» TASK REQUIREMENTS:
Take the records below and set them down exactly, so that every line matches the original.

[[ INPUT DATA, beginning ]]

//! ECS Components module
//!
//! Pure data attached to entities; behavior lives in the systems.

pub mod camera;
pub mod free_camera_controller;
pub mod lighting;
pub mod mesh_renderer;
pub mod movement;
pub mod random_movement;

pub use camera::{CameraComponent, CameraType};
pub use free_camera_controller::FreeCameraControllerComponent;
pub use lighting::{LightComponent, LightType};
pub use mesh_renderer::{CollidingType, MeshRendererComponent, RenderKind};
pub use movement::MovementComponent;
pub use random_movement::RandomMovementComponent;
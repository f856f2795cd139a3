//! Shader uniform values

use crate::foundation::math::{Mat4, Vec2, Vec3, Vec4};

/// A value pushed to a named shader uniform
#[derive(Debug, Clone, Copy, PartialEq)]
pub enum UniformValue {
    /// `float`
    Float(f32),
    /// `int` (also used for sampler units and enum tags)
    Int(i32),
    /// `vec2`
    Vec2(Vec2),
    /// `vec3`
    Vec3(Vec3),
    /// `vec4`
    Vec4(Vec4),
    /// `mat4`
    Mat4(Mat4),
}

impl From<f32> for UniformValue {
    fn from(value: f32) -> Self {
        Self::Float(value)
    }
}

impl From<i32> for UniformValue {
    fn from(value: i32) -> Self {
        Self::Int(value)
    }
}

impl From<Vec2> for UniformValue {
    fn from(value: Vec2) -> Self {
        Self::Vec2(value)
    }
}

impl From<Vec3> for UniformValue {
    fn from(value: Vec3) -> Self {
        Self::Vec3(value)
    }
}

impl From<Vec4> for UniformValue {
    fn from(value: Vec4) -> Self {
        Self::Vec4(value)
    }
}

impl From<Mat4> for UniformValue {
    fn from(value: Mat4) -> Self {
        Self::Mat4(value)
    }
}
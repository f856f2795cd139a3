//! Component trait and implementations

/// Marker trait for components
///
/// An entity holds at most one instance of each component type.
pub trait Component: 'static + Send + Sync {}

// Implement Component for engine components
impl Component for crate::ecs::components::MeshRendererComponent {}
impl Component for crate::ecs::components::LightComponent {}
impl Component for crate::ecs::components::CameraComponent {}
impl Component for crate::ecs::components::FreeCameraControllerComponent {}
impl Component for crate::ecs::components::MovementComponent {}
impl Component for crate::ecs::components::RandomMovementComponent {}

[[ INPUT DATA, end ]]

» ANSWER SPACE:
//! ECS Components module
//!
//! Pure data attached to entities; behavior lives in the systems.

pub mod camera;
pub mod free_camera_controller;
pub mod lighting;
pub mod mesh_renderer;
pub mod movement;
pub mod random_movement;

pub use camera::{CameraComponent, CameraType};
pub use free_camera_controller::FreeCameraControllerComponent;
pub use lighting::{LightComponent, LightType};
pub use mesh_renderer::{CollidingType, MeshRendererComponent, RenderKind};
pub use movement::MovementComponent;
pub use random_movement::RandomMovementComponent;
repository f856f2795cd139a3
//! Shader uniform values

use crate::foundation::math::{Mat4, Vec2, Vec3, Vec4};

/// A value pushed to a named shader uniform
#[derive(Debug, Clone, Copy, PartialEq)]
pub enum UniformValue {
    /// `float`
    Float(f32),
    /// `int` (also used for sampler units and enum tags)
    Int(i32),
    /// `vec2`
    Vec2(Vec2),
    /// `vec3`
    Vec3(Vec3),
    /// `vec4`
    Vec4(Vec4),
    /// `mat4`
    Mat4(Mat4),
}

impl From<f32> for UniformValue {
    fn from(value: f32) -> Self {
        Self::Float(value)
    }
}

impl From<i32> for UniformValue {
    fn from(value: i32) -> Self {
        Self::Int(value)
    }
}

impl From<Vec2> for UniformValue {
    fn from(value: Vec2) -> Self {
        Self::Vec2(value)
    }
}

impl From<Vec3> for UniformValue {
    fn from(value: Vec3) -> Self {
        Self::Vec3(value)
    }
}

impl From<Vec4> for UniformValue {
    fn from(value: Vec4) -> Self {
        Self::Vec4(value)
    }
}

impl From<Mat4> for UniformValue {
    fn from(value: Mat4) -> Self {
        Self::Mat4(value)
    }
}
repository f856f2795cd139a3
//! Component trait and implementations

/// Marker trait for components
///
/// An entity holds at most one instance of each component type.
pub trait Component: 'static + Send + Sync {}

// Implement Component for engine components
impl Component for crate::ecs::components::MeshRendererComponent {}
impl Component for crate::ecs::components::LightComponent {}
impl Component for crate::ecs::components::CameraComponent {}
impl Component for crate::ecs::components::FreeCameraControllerComponent {}
impl Component for crate::ecs::components::MovementComponent {}
impl Component for crate::ecs::components::RandomMovementComponent {}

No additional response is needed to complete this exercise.